Germany and Poland are doing fine. There is no price fall in Lithuania where the residential market is steady if unspectacular. Someone mentioned Cape Verde - prices are up 15% this year and the tourist product is aimed at the mass affluent Europe & US market so less exposed to rising oil costs perhaps.

The benefit of the SINDO coverage is, however to call the end of the irrational exuberance period in overseas residential investment. Louise Mc Bride is in fact a very fine journalist, ex Consumer Choice CAI's magazine where she got her grounding as did Charlie Weston and ex-SBP where she learned her trade under Cliff Taylor an excellent editor. Her challenge now is to deal with Shane Ross who has a preference for hype and attention seeking heavily I think its fair to say. Nick Webb is his son-in-law btw. Ross is a director of several investment and hedge funds, none of them in property which is an asset he seems unenamoured with, classic of many equity fanatics. Louise won't stay too long is my guess.
 
Someone mentioned Cape Verde - prices are up 15% this year and the tourist product is aimed at the mass affluent Europe & US market so less exposed to rising oil costs perhaps.
Be careful where you get your figures from. Unless they are from second-hand sales they don't mean a thing. Developers can easily increase the price of subsequent phases (even if the early phases have not sold out) and it gets clocked as a "rise" of X percent. There is nothing to prevent this happening in Ireland either so bare that in mind when trying to work out the real resale value of your investments.
 
Much has been said about investing in Bulgaria, so just in brief here is my perspective: The times for the individual investors are indeed rather rough now but this is only because their tactics of payment by mortgage and relying on the rent is unreasonable, to say the least, as I have warned before.

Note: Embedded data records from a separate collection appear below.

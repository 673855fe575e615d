//! Bit-level I/O for encoded messages.
//!
//! [`BitWriter`] appends codes MSB-first into a byte buffer and produces an
//! [`EncodedMessage`]. [`BitReader`] walks the bits of a message back out.
//!
//! # Padding Rules
//! - BitWriter: pads the final partial byte with trailing zeros
//! - EncodedMessage: records the exact count of meaningful bits, so padding
//!   and genuine zero bits are never confused
//! - BitReader: stops at the recorded bit length, never reads padding
//!
//! # Example
//! ```
//! use huffcode_core::bitio::{BitReader, BitWriter};
//! use huffcode_core::table::Code;
//!
//! let mut writer = BitWriter::new();
//! writer.write_code(Code::new(0b001, 3).unwrap());
//! writer.write_code(Code::new(0b1, 1).unwrap());
//! let message = writer.finish();
//!
//! assert_eq!(message.bit_len(), 4);
//! assert_eq!(message.to_bit_string(), "0011");
//!
//! let mut reader = BitReader::new(message.bytes(), message.bit_len()).unwrap();
//! assert!(!reader.read_bit().unwrap());
//! ```

use std::fmt;

use crate::error::{BitIoError, Result};
use crate::table::Code;

/// Encoded bits plus the number of bits that are meaningful.
///
/// # Invariants
/// - `bytes.len() == ceil(bit_len / 8)`
/// - Padding bits in the last byte are zero
#[derive(Debug, Clone, PartialEq, Eq)]
pub struct EncodedMessage {
    bytes: Vec<u8>,
    bit_len: usize,
}

impl EncodedMessage {
    /// Wrap raw bytes holding `bit_len` meaningful bits.
    ///
    /// Extra whole bytes beyond `ceil(bit_len / 8)` are dropped and padding
    /// bits are cleared.
    ///
    /// # Errors
    /// Returns `BitIoError::InsufficientBits` if `bytes` holds fewer than
    /// `bit_len` bits.
    pub fn from_parts(mut bytes: Vec<u8>, bit_len: usize) -> Result<Self> {
        let available = bytes.len() * 8;
        if bit_len > available {
            return Err(BitIoError::InsufficientBits {
                requested: bit_len,
                available,
            }
            .into());
        }

        bytes.truncate(bit_len.div_ceil(8));
        let tail = bit_len % 8;
        if tail != 0 {
            if let Some(last) = bytes.last_mut() {
                *last &= 0xFFu8 << (8 - tail);
            }
        }

        Ok(Self { bytes, bit_len })
    }

    /// Packed bits, MSB-first.
    pub fn bytes(&self) -> &[u8] {
        &self.bytes
    }

    /// Count of meaningful bits.
    pub fn bit_len(&self) -> usize {
        self.bit_len
    }

    pub fn is_empty(&self) -> bool {
        self.bit_len == 0
    }

    /// Bit at `index`, or `None` past the end.
    pub fn bit(&self, index: usize) -> Option<bool> {
        if index >= self.bit_len {
            return None;
        }
        Some(self.bytes[index / 8] & (0x80 >> (index % 8)) != 0)
    }

    /// Render the bits as `0`/`1` characters, leading zeros included.
    pub fn to_bit_string(&self) -> String {
        (0..self.bit_len)
            .map(|i| if self.bit(i) == Some(true) { '1' } else { '0' })
            .collect()
    }
}

impl fmt::Display for EncodedMessage {
    fn fmt(&self, f: &mut fmt::Formatter<'_>) -> fmt::Result {
        f.write_str(&self.to_bit_string())
    }
}

/// Writes codes MSB-first into a byte buffer.
///
/// # Invariants
/// - `bit_buffer` holds up to 7 bits (never a full byte), MSB-aligned
/// - `bit_count` is always < 8
#[derive(Debug, Clone)]
pub struct BitWriter {
    /// Completed bytes
    bytes: Vec<u8>,
    /// Accumulator for the current partial byte
    bit_buffer: u8,
    /// Number of bits in bit_buffer (0-7)
    bit_count: u8,
}

impl BitWriter {
    pub fn new() -> Self {
        Self::with_capacity(0)
    }

    /// Create a writer expecting roughly `bits` bits of output.
    pub fn with_capacity(bits: usize) -> Self {
        Self {
            bytes: Vec::with_capacity(bits.div_ceil(8)),
            bit_buffer: 0,
            bit_count: 0,
        }
    }

    /// Append every bit of `code`, first bit first.
    pub fn write_code(&mut self, code: Code) {
        let mut remaining = code.len();
        let value = code.bits();

        while remaining > 0 {
            // How many bits fit in the current byte?
            let take = remaining.min(8 - self.bit_count as usize);
            let shift = remaining - take;
            let chunk = ((value >> shift) & ((1u64 << take) - 1)) as u8;

            self.bit_buffer |= chunk << (8 - self.bit_count as usize - take);
            self.bit_count += take as u8;

            if self.bit_count == 8 {
                self.bytes.push(self.bit_buffer);
                self.bit_buffer = 0;
                self.bit_count = 0;
            }

            remaining = shift;
        }
    }

    /// Total number of bits written (including partial byte).
    pub fn bit_len(&self) -> usize {
        self.bytes.len() * 8 + self.bit_count as usize
    }

    /// Finish writing, padding the last byte with zeros.
    pub fn finish(mut self) -> EncodedMessage {
        let bit_len = self.bit_len();
        if self.bit_count > 0 {
            self.bytes.push(self.bit_buffer);
        }
        EncodedMessage {
            bytes: self.bytes,
            bit_len,
        }
    }
}

impl Default for BitWriter {
    fn default() -> Self {
        Self::new()
    }
}

/// Reads bits MSB-first, stopping at a declared bit length.
///
/// # Invariants
/// - `position <= bit_len <= data.len() * 8`
#[derive(Debug, Clone)]
pub struct BitReader<'a> {
    data: &'a [u8],
    bit_len: usize,
    /// Current bit position (0 = MSB of first byte)
    position: usize,
}

impl<'a> BitReader<'a> {
    /// Create a reader over the first `bit_len` bits of `data`.
    ///
    /// # Errors
    /// Returns `BitIoError::InsufficientBits` if `data` is shorter than
    /// `bit_len` bits.
    pub fn new(data: &'a [u8], bit_len: usize) -> Result<Self> {
        let available = data.len() * 8;
        if bit_len > available {
            return Err(BitIoError::InsufficientBits {
                requested: bit_len,
                available,
            }
            .into());
        }
        Ok(Self {
            data,
            bit_len,
            position: 0,
        })
    }

    /// Read the next bit.
    ///
    /// # Errors
    /// Returns `BitIoError::UnexpectedEof` once `bit_len` bits are consumed.
    pub fn read_bit(&mut self) -> Result<bool> {
        if self.position >= self.bit_len {
            return Err(BitIoError::UnexpectedEof.into());
        }
        let byte = self.data[self.position / 8];
        let bit = byte & (0x80 >> (self.position % 8)) != 0;
        self.position += 1;
        Ok(bit)
    }

    /// Current bit position.
    pub fn position(&self) -> usize {
        self.position
    }

    /// Whether all meaningful bits have been read.
    pub fn is_empty(&self) -> bool {
        self.position >= self.bit_len
    }
}

#[cfg(test)]
mod tests {
    use super::*;

    fn code(bits: u64, len: usize) -> Code {
        Code::new(bits, len).unwrap()
    }

    #[test]
    fn test_write_partial_codes() {
        let mut writer = BitWriter::new();
        writer.write_code(code(0b101, 3));
        writer.write_code(code(0b11, 2));
        // Total: 10111 -> padded to 10111000

        let message = writer.finish();
        assert_eq!(message.bytes(), &[0b10111000]);
        assert_eq!(message.bit_len(), 5);
        assert_eq!(message.to_bit_string(), "10111");
    }

    #[test]
    fn test_leading_zeros_preserved() {
        let mut writer = BitWriter::new();
        writer.write_code(code(0, 1));
        writer.write_code(code(0, 1));
        writer.write_code(code(0b01, 2));

        let message = writer.finish();
        assert_eq!(message.bytes(), &[0b00010000]);
        assert_eq!(message.bit_len(), 4);
        assert_eq!(message.to_string(), "0001");
    }

    #[test]
    fn test_code_spanning_bytes() {
        let mut writer = BitWriter::new();
        writer.write_code(code(0b111, 3));
        writer.write_code(code(0b1010101111110000, 16));

        let message = writer.finish();
        assert_eq!(message.bytes(), &[0b11110101, 0b01111110, 0b00000000]);
        assert_eq!(message.bit_len(), 19);
    }

    #[test]
    fn test_64_bit_code() {
        let val = 0x123456789ABCDEF0u64;
        let mut writer = BitWriter::new();
        writer.write_code(code(val, 64));
        let message = writer.finish();
        assert_eq!(message.bytes(), &val.to_be_bytes());
    }

    #[test]
    fn test_single_bit_codes_match_long_code() {
        let mut by_bit = BitWriter::new();
        for bit in [1, 0, 1, 1, 0, 0, 1, 0, 1] {
            by_bit.write_code(code(bit, 1));
        }
        let mut by_code = BitWriter::new();
        by_code.write_code(code(0b101100101, 9));

        assert_eq!(by_bit.finish(), by_code.finish());
    }

    #[test]
    fn test_reader_stops_at_bit_len() {
        let data = [0b10100000];
        let mut reader = BitReader::new(&data, 3).unwrap();

        assert!(reader.read_bit().unwrap());
        assert!(!reader.read_bit().unwrap());
        assert!(reader.read_bit().unwrap());
        assert!(reader.is_empty());
        assert_eq!(reader.position(), 3);
        assert!(reader.read_bit().is_err());
    }

    #[test]
    fn test_reader_rejects_excess_bit_len() {
        let result = BitReader::new(&[0xFF], 9);
        assert!(matches!(
            result,
            Err(crate::error::Error::BitIo(BitIoError::InsufficientBits {
                requested: 9,
                available: 8
            }))
        ));
    }

    #[test]
    fn test_from_parts_normalizes() {
        let message = EncodedMessage::from_parts(vec![0xFF, 0xFF, 0xFF], 10).unwrap();
        assert_eq!(message.bytes(), &[0xFF, 0b11000000]);
        assert_eq!(message.bit(9), Some(true));
        assert_eq!(message.bit(10), None);

        assert!(EncodedMessage::from_parts(vec![0x00], 9).is_err());
    }

    #[test]
    fn test_empty_message() {
        let message = BitWriter::new().finish();
        assert!(message.is_empty());
        assert!(message.bytes().is_empty());
        assert_eq!(message.to_bit_string(), "");
    }
}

This is rather a speculation than “true investing.” If you can’t afford to wait long enough, that is, longer than what you’d normally like your waiting time for the asset’s appreciation to be, don’t risk your money.

Still, besides the speculative private “investing” the time has come now in Bulgaria for the larger, commercial projects, and these are up for a number of reasons: growing need for modern infrastructure in the larger cities and towns, EU funding for structural and other initiatives, etc.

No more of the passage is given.